L’amarezza delle perdite aumenta per la negligenza delle costruzioni. Sono molti gli esperti che spiegano come una magnitudo abbastanza leggera e “inoffensiva”, come quella di ieri sera, non possa provocare danni così ingenti a cose e persone, almeno in strutture rispondenti alle necessarie norme anti-sismiche. Così il presidente dell’Ingv, Carlo Doglioni: «non è una novità che terremoti anche di bassa magnitudo facciano danni, perché superficiali e perché le costruzioni non sono adeguate». E ancora il presidente del Consiglio nazionale dei Geologi, Francesco Peduto: «è allucinante morire per un sisma di questa entità.

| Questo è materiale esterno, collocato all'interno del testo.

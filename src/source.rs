//! Content sources and mod-over-base file resolution
//!
//! A content source is a mod directory or the base game directory. A
//! session runs against a [`SourcePair`]: the primary source (usually the
//! active mod) plus an optional base source whose files apply wherever
//! the primary doesn't override them.

use std::path::{Path, PathBuf};

/// Standard relative path of the province raster.
pub const PROVINCES_RASTER: &str = "map/provinces.bmp";
/// Standard relative path of the province legend.
pub const PROVINCE_LEGEND: &str = "map/definition.csv";
/// Standard relative path of the buildings file.
pub const BUILDINGS_FILE: &str = "map/buildings.txt";
/// Standard relative directory of state history files.
pub const STATES_DIR: &str = "history/states";

/// One installed content source: a mod or the base game.
#[derive(Debug, Clone, PartialEq, Eq)]
pub struct ContentSource {
    pub name: String,
    pub version: String,
    pub root: PathBuf,
}

impl ContentSource {
    pub fn new(name: impl Into<String>, version: impl Into<String>, root: impl Into<PathBuf>) -> Self {
        Self { name: name.into(), version: version.into(), root: root.into() }
    }

    pub fn path(&self, relative: &str) -> PathBuf {
        self.root.join(relative)
    }

    /// Directory name for this source's cache: sanitized name plus
    /// version, so caches from different sources and versions never
    /// collide.
    pub fn cache_dir_name(&self) -> String {
        let mut sanitized: String = self
            .name
            .chars()
            .map(|c| if c.is_ascii_alphanumeric() { c } else { '_' })
            .collect();
        if sanitized.is_empty() {
            sanitized.push('_');
        }
        format!("{}_{}", sanitized, self.version)
    }
}

/// The active source plus an optional base source it overrides.
#[derive(Debug, Clone, PartialEq, Eq)]
pub struct SourcePair {
    pub primary: ContentSource,
    pub base: Option<ContentSource>,
}

impl SourcePair {
    pub fn standalone(primary: ContentSource) -> Self {
        Self { primary, base: None }
    }

    pub fn with_base(primary: ContentSource, base: ContentSource) -> Self {
        Self { primary, base: Some(base) }
    }

    /// Resolve a relative path against the pair: the primary's file wins
    /// if it exists, else the base's, else `None`.
    pub fn resolve(&self, relative: &str) -> Option<PathBuf> {
        let candidate = self.primary.path(relative);
        if candidate.exists() {
            return Some(candidate);
        }
        let fallback = self.base.as_ref()?.path(relative);
        fallback.exists().then_some(fallback)
    }

    /// The primary's states directory (it may not exist; the scanner
    /// treats that as empty).
    pub fn primary_states_dir(&self) -> PathBuf {
        self.primary.path(STATES_DIR)
    }

    /// The base source's states directory, when a base is configured.
    pub fn base_states_dir(&self) -> Option<PathBuf> {
        self.base.as_ref().map(|b| b.path(STATES_DIR))
    }
}

/// Convenience for tests and the CLI: a source named after its directory.
pub fn source_from_root(root: &Path) -> ContentSource {
    let name = root
        .file_name()
        .map(|n| n.to_string_lossy().into_owned())
        .unwrap_or_else(|| "source".to_string());
    ContentSource::new(name, "0", root)
}
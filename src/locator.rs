//! Screen-point to province resolution
//!
//! Queries run against the sparse index first and fall back to raster
//! pixels only when needed. Stages, in order:
//!
//! 1. exact hit in the sparse index;
//! 2. nearest indexed entry within a bounded radius;
//! 3. direct pixel read plus exact legend lookup, densifying the index
//!    with the new entry for future queries;
//! 4. no match — the query answers "unknown", never an error.
//!
//! Coordinates are raster-pixel space; zoom conversion is the caller's
//! problem. The index lives behind a mutex so interactive queries can
//! densify it while other readers are active.

use crate::index::SpatialIndex;
use crate::legend::LegendTable;
use crate::models::Province;
use crate::raster::PixelBuffer;
use std::sync::{Mutex, PoisonError};

/// Default nearest-neighbor search radius, in raster pixels.
pub const DEFAULT_SEARCH_RADIUS: u32 = 15;

/// Resolves raster coordinates to province records.
pub struct ProvinceLocator<'a> {
    legend: &'a LegendTable,
    raster: &'a PixelBuffer,
    index: &'a Mutex<SpatialIndex>,
    radius: u32,
}

impl<'a> ProvinceLocator<'a> {
    pub fn new(
        legend: &'a LegendTable,
        raster: &'a PixelBuffer,
        index: &'a Mutex<SpatialIndex>,
    ) -> Self {
        Self { legend, raster, index, radius: DEFAULT_SEARCH_RADIUS }
    }

    pub fn with_radius(mut self, radius: u32) -> Self {
        self.radius = radius;
        self
    }

    /// Resolve `(x, y)` to the owning province, or `None` when no stage
    /// of the fallback chain finds one.
    pub fn locate(&self, x: u32, y: u32) -> Option<&'a Province> {
        let mut index = self.index.lock().unwrap_or_else(PoisonError::into_inner);

        if let Some(id) = index.get(x, y) {
            return self.legend.get_by_id(id);
        }

        if let Some(id) = index.nearest_within(x, y, self.radius) {
            return self.legend.get_by_id(id);
        }

        // Direct pixel read; on success the index learns the point.
        let color = self.raster.get(x, y)?;
        let province = self.legend.get_by_color(color)?;
        index.insert(x, y, province.id);
        Some(province)
    }

    /// Resolve strictly by the pixel under `(x, y)`, bypassing the index
    /// and without densifying it.
    pub fn locate_exact(&self, x: u32, y: u32) -> Option<&'a Province> {
        let color = self.raster.get(x, y)?;
        self.legend.get_by_color(color)
    }
}
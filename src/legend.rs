//! Legend (province definition) file parsing
//!
//! The legend is a `;`-separated table, one header line then one record
//! per line: `id;r;g;b;kind;coastal;terrain;continent`. Trailing fields
//! are optional. Malformed lines are skipped with a warning, never fatal;
//! the parser always returns whatever it accumulated.

use crate::models::{Province, ProvinceKind, Rgb, Warning, NO_STATE, UNKNOWN_FIELD};
use serde::{Deserialize, Serialize};
use std::collections::HashMap;
use std::io::BufRead;

/// Result of a legend parse.
#[derive(Debug, Clone, Default)]
pub struct LegendParseResult {
    pub table: LegendTable,
    pub warnings: Vec<Warning>,
}

/// The in-memory legend: province records addressable by exact color and
/// by id.
///
/// Colors are unique within a table; registering a record whose color is
/// already present replaces the earlier record (last writer wins, matching
/// the source file semantics). Serializes as the plain record list; the
/// lookup maps are rebuilt on deserialization.
#[derive(Debug, Clone, Default, Serialize, Deserialize)]
#[serde(from = "Vec<Province>", into = "Vec<Province>")]
pub struct LegendTable {
    provinces: Vec<Province>,
    by_color: HashMap<Rgb, usize>,
    by_id: HashMap<i32, usize>,
}

impl LegendTable {
    pub fn new() -> Self {
        Self::default()
    }

    /// Register a province. A record with the same color replaces the
    /// existing one in place.
    pub fn insert(&mut self, province: Province) {
        match self.by_color.get(&province.color).copied() {
            Some(slot) => {
                let old = std::mem::replace(&mut self.provinces[slot], province);
                if self.by_id.get(&old.id) == Some(&slot) {
                    self.by_id.remove(&old.id);
                }
                self.by_id.insert(self.provinces[slot].id, slot);
            }
            None => {
                let slot = self.provinces.len();
                self.by_color.insert(province.color, slot);
                self.by_id.insert(province.id, slot);
                self.provinces.push(province);
            }
        }
    }

    pub fn get_by_color(&self, color: Rgb) -> Option<&Province> {
        self.by_color.get(&color).map(|&i| &self.provinces[i])
    }

    pub fn get_by_id(&self, id: i32) -> Option<&Province> {
        self.by_id.get(&id).map(|&i| &self.provinces[i])
    }

    /// Find the first record (file order) whose color is within `tolerance`
    /// on every channel. `tolerance` 0 is an exact-match lookup and uses
    /// the color map directly.
    pub fn find_within_tolerance(&self, color: Rgb, tolerance: u8) -> Option<&Province> {
        if tolerance == 0 {
            return self.get_by_color(color);
        }
        self.provinces
            .iter()
            .find(|p| p.color.channel_distance(color) <= tolerance)
    }

    /// Records in file order.
    pub fn iter(&self) -> impl Iterator<Item = &Province> {
        self.provinces.iter()
    }

    pub fn len(&self) -> usize {
        self.provinces.len()
    }

    pub fn is_empty(&self) -> bool {
        self.provinces.is_empty()
    }

    /// Assign an owning state to a province, if the table knows the id.
    pub(crate) fn assign_state(&mut self, province_id: i32, state_id: i32) {
        if let Some(&slot) = self.by_id.get(&province_id) {
            self.provinces[slot].state_id = state_id;
        }
    }
}

impl From<Vec<Province>> for LegendTable {
    fn from(records: Vec<Province>) -> Self {
        let mut table = LegendTable::new();
        for province in records {
            table.insert(province);
        }
        table
    }
}

impl From<LegendTable> for Vec<Province> {
    fn from(table: LegendTable) -> Self {
        table.provinces
    }
}

impl PartialEq for LegendTable {
    fn eq(&self, other: &Self) -> bool {
        self.provinces == other.provinces
    }
}

/// Parse a legend file. The first line is the column header and is always
/// skipped. Lines that fail to parse produce a warning and are skipped.
///
/// A zero-record result is not an error here; callers decide how to
/// report the "no provinces" state.
pub fn parse_legend<R: BufRead>(reader: R) -> LegendParseResult {
    let mut result = LegendParseResult::default();

    for (idx, line) in reader.lines().enumerate() {
        let line_number = idx + 1;
        let line = match line {
            Ok(l) => l,
            Err(e) => {
                result
                    .warnings
                    .push(Warning::at_line(format!("read error: {}", e), line_number));
                break;
            }
        };

        // Header line
        if line_number == 1 {
            continue;
        }
        if line.trim().is_empty() {
            continue;
        }

        match parse_record(&line) {
            Ok(province) => result.table.insert(province),
            Err(message) => result.warnings.push(Warning::at_line(message, line_number)),
        }
    }

    result
}

/// Parse one record line. Errors are messages, not types: they only ever
/// become warnings.
fn parse_record(line: &str) -> Result<Province, String> {
    let fields: Vec<&str> = line.split(';').map(str::trim).collect();
    if fields.len() < 4 {
        return Err(format!("expected at least 4 fields, found {}", fields.len()));
    }

    let id: i32 = fields[0]
        .parse()
        .map_err(|_| format!("invalid province id '{}'", fields[0]))?;
    let channel = |i: usize| -> Result<u8, String> {
        fields[i]
            .parse()
            .map_err(|_| format!("invalid color channel '{}'", fields[i]))
    };
    let color = Rgb::new(channel(1)?, channel(2)?, channel(3)?);

    let kind = fields
        .get(4)
        .map(|t| ProvinceKind::from_token(t))
        .unwrap_or_default();
    let coastal = fields.get(5).is_some_and(|t| *t == "1");
    let text_field = |i: usize| -> String {
        match fields.get(i) {
            Some(t) if !t.is_empty() => (*t).to_string(),
            _ => UNKNOWN_FIELD.to_string(),
        }
    };

    Ok(Province {
        id,
        color,
        kind,
        coastal,
        terrain: text_field(6),
        continent: text_field(7),
        state_id: NO_STATE,
        adjacent: Vec::new(),
    })
}

#[cfg(test)]
mod tests {
    use super::*;
    use std::io::Cursor;

    const HEADER: &str = "id;r;g;b;kind;coastal;terrain;continent";

    fn parse(body: &str) -> LegendParseResult {
        parse_legend(Cursor::new(format!("{}\n{}", HEADER, body)))
    }

    #[test]
    fn test_parse_single_record() {
        let result = parse("1;255;0;0;land;1;hills;Europa");
        assert!(result.warnings.is_empty());
        assert_eq!(result.table.len(), 1);

        let p = result.table.get_by_color(Rgb::new(255, 0, 0)).unwrap();
        assert_eq!(p.id, 1);
        assert_eq!(p.kind, ProvinceKind::Land);
        assert!(p.is_coastal());
        assert_eq!(p.terrain, "hills");
        assert_eq!(p.continent, "Europa");
        assert!(p.adjacent.is_empty());
    }

    #[test]
    fn test_parse_determinism() {
        let body = "1;255;0;0;land;1;hills;Europa\n2;0;0;255;sea;0;ocean;";
        let a = parse(body);
        let b = parse(body);
        let ja = serde_json::to_string(&a.table).unwrap();
        let jb = serde_json::to_string(&b.table).unwrap();
        assert_eq!(ja, jb);
    }

    #[test]
    fn test_trailing_fields_default() {
        let result = parse("5;10;20;30");
        let p = result.table.get_by_id(5).unwrap();
        assert_eq!(p.kind, ProvinceKind::Unknown);
        assert!(!p.coastal);
        assert_eq!(p.terrain, UNKNOWN_FIELD);
        assert_eq!(p.continent, UNKNOWN_FIELD);
    }

    #[test]
    fn test_coastal_flag_strictness() {
        let result = parse("1;1;1;1;land;1\n2;2;2;2;land;true\n3;3;3;3;land;0");
        assert!(result.table.get_by_id(1).unwrap().coastal);
        assert!(!result.table.get_by_id(2).unwrap().coastal, "only \"1\" means coastal");
        assert!(!result.table.get_by_id(3).unwrap().coastal);
    }

    #[test]
    fn test_malformed_line_skipped_not_fatal() {
        // Line 3 of 5 records is truncated
        let body = "1;255;0;0;land;1;hills;Europa\n\
                    2;0;255;0;land;0;plains;Europa\n\
                    3;0;0\n\
                    4;0;0;255;sea;0;ocean;unknown\n\
                    5;10;10;10;lake;0;lake;unknown";
        let result = parse(body);
        assert_eq!(result.table.len(), 4);
        assert_eq!(result.warnings.len(), 1);
        assert_eq!(result.warnings[0].line, 4); // header occupies line 1
    }

    #[test]
    fn test_non_numeric_fields_skipped() {
        let result = parse("abc;1;2;3;land\n1;300;0;0;land\n2;1;2;3;land");
        // "abc" id and out-of-range channel both rejected
        assert_eq!(result.table.len(), 1);
        assert_eq!(result.warnings.len(), 2);
        assert!(result.warnings[0].message.contains("abc"));
        assert!(result.warnings[1].message.contains("300"));
    }

    #[test]
    fn test_duplicate_color_last_wins() {
        let result = parse("1;9;9;9;land;0;a;b\n2;9;9;9;sea;1;c;d");
        assert_eq!(result.table.len(), 1);
        let p = result.table.get_by_color(Rgb::new(9, 9, 9)).unwrap();
        assert_eq!(p.id, 2);
        assert_eq!(p.kind, ProvinceKind::Sea);
        assert!(result.table.get_by_id(1).is_none());
    }

    #[test]
    fn test_empty_file_yields_empty_table() {
        let result = parse_legend(Cursor::new(HEADER));
        assert!(result.table.is_empty());
        assert!(result.warnings.is_empty());
    }

    #[test]
    fn test_tolerance_zero_is_exact() {
        let result = parse("1;100;100;100;land\n2;104;100;100;land");
        let table = &result.table;
        assert!(table.find_within_tolerance(Rgb::new(101, 100, 100), 0).is_none());
        assert_eq!(table.find_within_tolerance(Rgb::new(100, 100, 100), 0).unwrap().id, 1);
    }

    #[test]
    fn test_tolerance_first_match_in_file_order() {
        let result = parse("1;100;100;100;land\n2;102;100;100;land");
        let p = result.table.find_within_tolerance(Rgb::new(101, 100, 100), 2).unwrap();
        assert_eq!(p.id, 1);
    }

    #[test]
    fn test_table_serde_roundtrip() {
        let result = parse("1;255;0;0;land;1;hills;Europa\n2;0;0;255;sea;0;ocean;unknown");
        let json = serde_json::to_string(&result.table).unwrap();
        let restored: LegendTable = serde_json::from_str(&json).unwrap();
        assert_eq!(restored, result.table);
        assert_eq!(restored.get_by_color(Rgb::new(0, 0, 255)).unwrap().id, 2);
    }
}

Lascia perplessi come un sisma della magnitudo di quella di Ischia possa provocare danni e vittime nel nostro Paese». A parlare è anche Aldo De Chiara, ex magistrato e Procuratore aggiunto di Napoli fra il 2007 e il 2012, che si è occupato della sezione tutela del territorio. Noto per l’impegno e le iniziative promosse contro l’abusivismo selvaggio. De Chiara spiega il motivo per cui una scossa di questa entità abbia provocato danni così importanti: «in molti casi è stato accertato che viene utilizzato cemento impoverito. L’isola è gravata da una serie di vincoli e tutte le costruzioni degli ultimi anni sono in gran parte fuori legge. Entro i 500 metri dal mare c’è un vincolo di inedificabilità assoluta. Molte delle costruzioni realizzate negli ultimi anni non avrebbero mai dovuto esistere».Tra l’altro il sismologo, Enzo Boschi, sostiene che ci si debba aspettare un’ulteriore scossa, quella che “in gergo si chiama doppietta sismica: due scosse ravvicinate, l’una a poca distanza dall’altra. Dovremmo aspettare domani, i prossimi quindici giorni, e in ogni caso fino a un mese da questo primo evento”.